EXERCISE MATERIALS >>
+ + + +

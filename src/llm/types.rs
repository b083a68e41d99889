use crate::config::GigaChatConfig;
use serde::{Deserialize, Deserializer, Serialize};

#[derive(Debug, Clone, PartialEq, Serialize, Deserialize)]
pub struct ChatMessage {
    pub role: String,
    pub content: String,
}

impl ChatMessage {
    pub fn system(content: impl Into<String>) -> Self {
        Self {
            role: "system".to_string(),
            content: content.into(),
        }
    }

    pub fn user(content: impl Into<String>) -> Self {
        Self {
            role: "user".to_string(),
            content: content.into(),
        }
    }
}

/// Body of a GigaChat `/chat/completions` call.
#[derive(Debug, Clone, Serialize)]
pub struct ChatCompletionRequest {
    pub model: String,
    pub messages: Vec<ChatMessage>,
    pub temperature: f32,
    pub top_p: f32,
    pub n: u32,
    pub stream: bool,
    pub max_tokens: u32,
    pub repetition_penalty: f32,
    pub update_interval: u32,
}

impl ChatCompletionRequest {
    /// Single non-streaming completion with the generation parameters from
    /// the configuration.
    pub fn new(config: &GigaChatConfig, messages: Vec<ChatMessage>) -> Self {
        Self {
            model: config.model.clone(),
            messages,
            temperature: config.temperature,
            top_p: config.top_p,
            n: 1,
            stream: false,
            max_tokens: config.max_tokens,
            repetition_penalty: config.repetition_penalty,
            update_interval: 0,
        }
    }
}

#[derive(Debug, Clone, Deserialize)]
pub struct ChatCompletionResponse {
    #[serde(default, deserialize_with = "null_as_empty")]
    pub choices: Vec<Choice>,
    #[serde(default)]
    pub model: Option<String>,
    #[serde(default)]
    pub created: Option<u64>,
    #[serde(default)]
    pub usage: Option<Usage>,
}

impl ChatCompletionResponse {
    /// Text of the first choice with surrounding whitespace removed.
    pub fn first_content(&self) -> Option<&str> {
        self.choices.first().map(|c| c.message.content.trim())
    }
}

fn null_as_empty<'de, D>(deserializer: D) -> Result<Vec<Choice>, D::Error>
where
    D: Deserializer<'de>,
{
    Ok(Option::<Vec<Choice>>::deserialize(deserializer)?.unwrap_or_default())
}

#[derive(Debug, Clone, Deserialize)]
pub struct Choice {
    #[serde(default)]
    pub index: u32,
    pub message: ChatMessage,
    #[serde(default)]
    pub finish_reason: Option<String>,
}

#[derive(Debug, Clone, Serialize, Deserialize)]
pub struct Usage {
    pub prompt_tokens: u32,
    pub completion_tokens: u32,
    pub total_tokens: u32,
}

+ + + +

Each line containing the word "GigaChatConfig" needs to be copied from the data above.

SOLUTION TO THIS PROBLEM >>
use crate::config::GigaChatConfig;
    pub fn new(config: &GigaChatConfig, messages: Vec<ChatMessage>) -> Self {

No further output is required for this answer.